The youth finally arrived AND our group kept waiting (!), huddled in the small segment of the sidewalk that basked in the sun. My confusion grew, yet since the youth were calm-despite-hunger, I remained relaxed-enough too.
Our dining room was being prepared.
Lunch is Served
We were ushered into a 20m² room which served as the office of an association which integrates refugees into France. They had moved the printers and photocopy machine to the side, stacked papers in piles, and moved the desks to form one large table. Again, I had not come with set expectations yet discovered that this is not what I had anticipated! In retrospect I realized I had expected a “Chez Samir,” something like an exotic version of “Chez Sylvie.”
We enjoyed a flavorful, filling, and exotic meal of bissap (hibiscus) juice, chicken maffé (like an African paella), HOT chili sauce, and dégué (millet grain pudding flavored with orange blossom).
Even when everyone had finished eating, we stayed put. Since I was leading the afternoon training session for the youth, my eye was on the watch. Yet, as a guest, I let the organizers set the rhythm and opted to let go of control and to enjoy the company and the moment.

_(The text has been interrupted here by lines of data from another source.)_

use super::FieldOptions;
use crate::core::{Column, DataType, Result, Value};
use std::collections::BTreeMap;

/// Input handed to a field constructor.
///
/// `column` is always derived from the field name by the caller; options
/// cannot override it.
#[derive(Debug, Clone)]
pub struct FieldSpec<'a> {
    pub name: &'a str,
    pub column: String,
    pub class_name: &'a str,
    pub options: &'a FieldOptions,
}

/// A compiled field of a record type.
#[derive(Debug, Clone, PartialEq)]
pub struct Field {
    pub name: String,
    pub column: String,
    pub class_name: String,
    pub data_type: DataType,
    pub null: bool,
    pub unique: bool,
    pub max_length: Option<u32>,
    pub db_index: bool,
    pub default: Value,
    pub references: Option<String>,
    pub extra: BTreeMap<String, serde_json::Value>,
}

/// Option keys that would let user input pick the physical column.
const COLUMN_OVERRIDES: [&str; 2] = ["db_column", "column"];

impl Field {
    /// Builds a field of `data_type` from `spec`, converting the JSON
    /// default into a typed value.
    pub fn from_spec(spec: &FieldSpec<'_>, data_type: DataType) -> Result<Self> {
        let options = spec.options;
        let default = match &options.default {
            Some(json) => Value::from_json(json, &data_type)?,
            None => Value::Null,
        };
        let extra = options
            .extra
            .iter()
            .filter(|(key, _)| !COLUMN_OVERRIDES.contains(&key.as_str()))
            .map(|(key, value)| (key.clone(), value.clone()))
            .collect();

        Ok(Self {
            name: spec.name.to_string(),
            column: spec.column.clone(),
            class_name: spec.class_name.to_string(),
            data_type,
            null: options.null,
            unique: options.unique,
            max_length: options.max_length,
            db_index: options.db_index,
            default,
            references: None,
            extra,
        })
    }

    pub fn references(mut self, target: impl Into<String>) -> Self {
        self.references = Some(target.into());
        self
    }

    /// The physical column this field maps to.
    pub fn column_definition(&self) -> Column {
        Column {
            name: self.column.clone(),
            data_type: self.data_type.clone(),
            nullable: self.null,
            unique: self.unique,
            primary_key: false,
            max_length: self.max_length,
            indexed: self.db_index,
            references: self.references.clone(),
            default: self.default.clone(),
        }
    }

    /// Structural comparison of the physical definitions.
    pub fn same_definition(&self, other: &Field) -> bool {
        self.column_definition() == other.column_definition()
    }
}
// ============================================================================
// Runtime Models Library
// ============================================================================
//
// Model schemas and field schemas declared at runtime as ordinary rows,
// compiled into live record types backed by automatically managed tables.

pub mod cache;
pub mod config;
pub mod core;
pub mod facade;
pub mod fields;
pub mod model;
pub mod prelude;
pub mod schema;
pub mod storage;
pub mod sync;

// Re-export main types for convenience
pub use config::DynamicModelsConfig;
pub use core::{DataType, DbError, Result, Value};
pub use facade::{DynamicModels, DynamicModelsBuilder, FieldSchema, ModelSchema};
pub use fields::{FieldDeclaration, FieldKind, FieldKindRegistry, FieldOptions};
pub use model::{ModelRegistry, Record, RecordType};
pub use sync::SyncAction;
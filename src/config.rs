use crate::core::{DbError, Result};
use crate::fields::FieldDeclaration;
use serde::{Deserialize, Deserializer, Serialize, Serializer};
use std::path::Path;
use std::time::Duration;

pub const DEFAULT_NAMESPACE: &str = "dynamic_models";
pub const DEFAULT_CACHE_KEY_PREFIX: &str = "dynamic_models_";
pub const DEFAULT_CACHE_TIMEOUT: Duration = Duration::from_secs(60 * 60 * 24);

/// Process-wide defaults for generated record types.
///
/// Loaded once at start-up and shared read-only.
#[derive(Debug, Clone, PartialEq, Serialize, Deserialize)]
#[serde(default, deny_unknown_fields)]
pub struct DynamicModelsConfig {
    /// Registry namespace of every generated type
    pub namespace: String,

    /// Optional prefix for generated table names
    pub table_prefix: Option<String>,

    /// Fields merged into every generated type
    pub default_fields: Vec<FieldDeclaration>,

    /// Length substituted for bounded text fields saved without one.
    /// `None` makes such saves fail instead.
    pub default_charfield_max_length: Option<u32>,

    /// Prefix of invalidation cache keys
    pub cache_key_prefix: String,

    /// Lifetime of invalidation cache entries, in seconds when serialized
    #[serde(serialize_with = "serialize_secs", deserialize_with = "deserialize_secs")]
    pub cache_timeout: Duration,
}

impl Default for DynamicModelsConfig {
    fn default() -> Self {
        Self {
            namespace: DEFAULT_NAMESPACE.to_string(),
            table_prefix: None,
            default_fields: Vec::new(),
            default_charfield_max_length: None,
            cache_key_prefix: DEFAULT_CACHE_KEY_PREFIX.to_string(),
            cache_timeout: DEFAULT_CACHE_TIMEOUT,
        }
    }
}

impl DynamicModelsConfig {
    pub fn new() -> Self {
        Self::default()
    }

    /// Set the registry namespace
    pub fn namespace(mut self, namespace: &str) -> Self {
        self.namespace = namespace.to_string();
        self
    }

    /// Set the table name prefix
    pub fn table_prefix(mut self, prefix: &str) -> Self {
        self.table_prefix = Some(prefix.to_string());
        self
    }

    /// Add a field merged into every generated type
    pub fn default_field(mut self, field: FieldDeclaration) -> Self {
        self.default_fields.push(field);
        self
    }

    /// Set the fallback length of bounded text fields
    pub fn default_charfield_max_length(mut self, max_length: u32) -> Self {
        self.default_charfield_max_length = Some(max_length);
        self
    }

    /// Set the cache key prefix
    pub fn cache_key_prefix(mut self, prefix: &str) -> Self {
        self.cache_key_prefix = prefix.to_string();
        self
    }

    /// Set the cache entry lifetime
    pub fn cache_timeout(mut self, timeout: Duration) -> Self {
        self.cache_timeout = timeout;
        self
    }

    /// Parse from a JSON document; missing keys take their defaults.
    ///
    /// # Examples
    ///
    /// ```
    /// use runtime_models::DynamicModelsConfig;
    ///
    /// let config = DynamicModelsConfig::from_json(r#"{"cache_timeout": 60}"#).unwrap();
    /// assert_eq!(config.cache_timeout.as_secs(), 60);
    /// assert_eq!(config.namespace, "dynamic_models");
    /// ```
    pub fn from_json(json: &str) -> Result<Self> {
        let config: Self = serde_json::from_str(json)?;
        config.validate()?;
        Ok(config)
    }

    pub fn from_path(path: impl AsRef<Path>) -> Result<Self> {
        let path = path.as_ref();
        let raw = std::fs::read_to_string(path).map_err(|e| {
            DbError::IoError(format!("Failed to read config '{}': {}", path.display(), e))
        })?;
        Self::from_json(&raw)
    }

    pub fn validate(&self) -> Result<()> {
        if self.namespace.trim().is_empty() {
            return Err(DbError::ExecutionError("namespace must not be empty".to_string()));
        }
        if self.default_charfield_max_length == Some(0) {
            return Err(DbError::ExecutionError(
                "default_charfield_max_length must be positive".to_string(),
            ));
        }
        Ok(())
    }
}

fn serialize_secs<S: Serializer>(value: &Duration, serializer: S) -> std::result::Result<S::Ok, S::Error> {
    serializer.serialize_u64(value.as_secs())
}

fn deserialize_secs<'de, D: Deserializer<'de>>(deserializer: D) -> std::result::Result<Duration, D::Error> {
    u64::deserialize(deserializer).map(Duration::from_secs)
}

#[cfg(test)]
mod tests {
    use super::*;

    #[test]
    fn test_defaults() {
        let config = DynamicModelsConfig::default();
        assert!(config.default_fields.is_empty());
        assert_eq!(config.default_charfield_max_length, None);
        assert_eq!(config.cache_key_prefix, "dynamic_models_");
        assert_eq!(config.cache_timeout, Duration::from_secs(86_400));
    }

    #[test]
    fn test_builder() {
        let config = DynamicModelsConfig::new()
            .default_charfield_max_length(64)
            .cache_key_prefix("test")
            .cache_timeout(Duration::from_secs(1))
            .default_field(FieldDeclaration::new("created", "datetime"));
        assert_eq!(config.default_charfield_max_length, Some(64));
        assert_eq!(config.cache_key_prefix, "test");
        assert_eq!(config.cache_timeout.as_secs(), 1);
        assert_eq!(config.default_fields.len(), 1);
    }

    #[test]
    fn test_from_json() {
        let config = DynamicModelsConfig::from_json(
            r#"{
                "default_fields": [{"name": "created", "class_name": "datetime"}],
                "default_charfield_max_length": 32
            }"#,
        )
        .unwrap();
        assert_eq!(config.default_fields[0].name, "created");
        assert!(config.default_fields[0].options.null);
        assert_eq!(config.default_charfield_max_length, Some(32));
    }

    #[test]
    fn test_from_json_rejects_unknown_keys() {
        assert!(DynamicModelsConfig::from_json(r#"{"cache_ttl": 5}"#).is_err());
        assert!(DynamicModelsConfig::from_json(r#"{"namespace": " "}"#).is_err());
    }
}
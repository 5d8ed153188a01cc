//! Compiled record types, the process-wide type registry and the factory
//! that builds one from the other.

pub mod factory;
pub mod record;
pub mod record_type;
pub mod registry;

pub use factory::{FieldFactory, ModelFactory};
pub use record::Record;
pub use record_type::{PRIMARY_KEY_COLUMN, RESERVED_ATTRIBUTES, RecordType, is_reserved_name};
pub use registry::ModelRegistry;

Waiting. Not my Schedule. Theirs.
By now a group of ten or more of us were huddled in the doorway, with still no indication of movement and easy chit chat around. Then one of the youths announced, “It’s time.”
While we were eating, the courtyard had filled with men for the mid-day prayer. Prayer time was now completed; we could open the door.
We joined the crowd of worshipers as they flooded into the street and flowed on their way.
I grew from the experience of being an outsider.
My Take-Aways from being an Outsider
I (re)learned that open-mind is not a state of being that one reaches. It’s a journey…that goes deeper and deeper.
As a Protestant white American married to an atheist French man from West Indies descent, I think of myself as open-minded. Our marriage would not have lasted twenty-seven years had we not each made considerable concessions to and for each other.
Yet an open-mind cannot be earned and worn as a Scout badge for public recognition. As I acknowledged my surprised reactions to these unknown surroundings, I discovered untrod paths of open-mindedness and traveled further along the journey.
A decade ago, few people were aware of unconscious biases. Now, “unconscious bias” is an often-heard, sometimes-understood term.
Here is how the University of California, San Francisco defines it.
“Unconscious biases are social stereotypes about certain groups of people that individuals form outside their own conscious awareness. Everyone holds unconscious beliefs about various social and identity groups, and these biases stem from one’s tendency to organize social worlds by categorizing.
Unconscious bias is far more prevalent than conscious prejudice and often incompatible with one’s conscious values. Certain scenarios can activate unconscious attitudes and beliefs. For example, biases may be more prevalent when multi-tasking or working under time pressure.”
I confess, I had thought I was addressing and uncovering (a.k.a. eliminating) my unconscious biases fairly well. Yet during my visit to Saint Denis, a neighborhood physically close to my home and yet culturally far removed from my norm, I kept bumping into my assumptions.
I expected restaurants to have outdoor signs and buildings to welcome residents, not worshipers.
Mostly, I realized that we (you and I included) have an uncanny bias towards thinking that we might be unbiased! LOL
The best way to grow in empathy is to get out of our comfort zone.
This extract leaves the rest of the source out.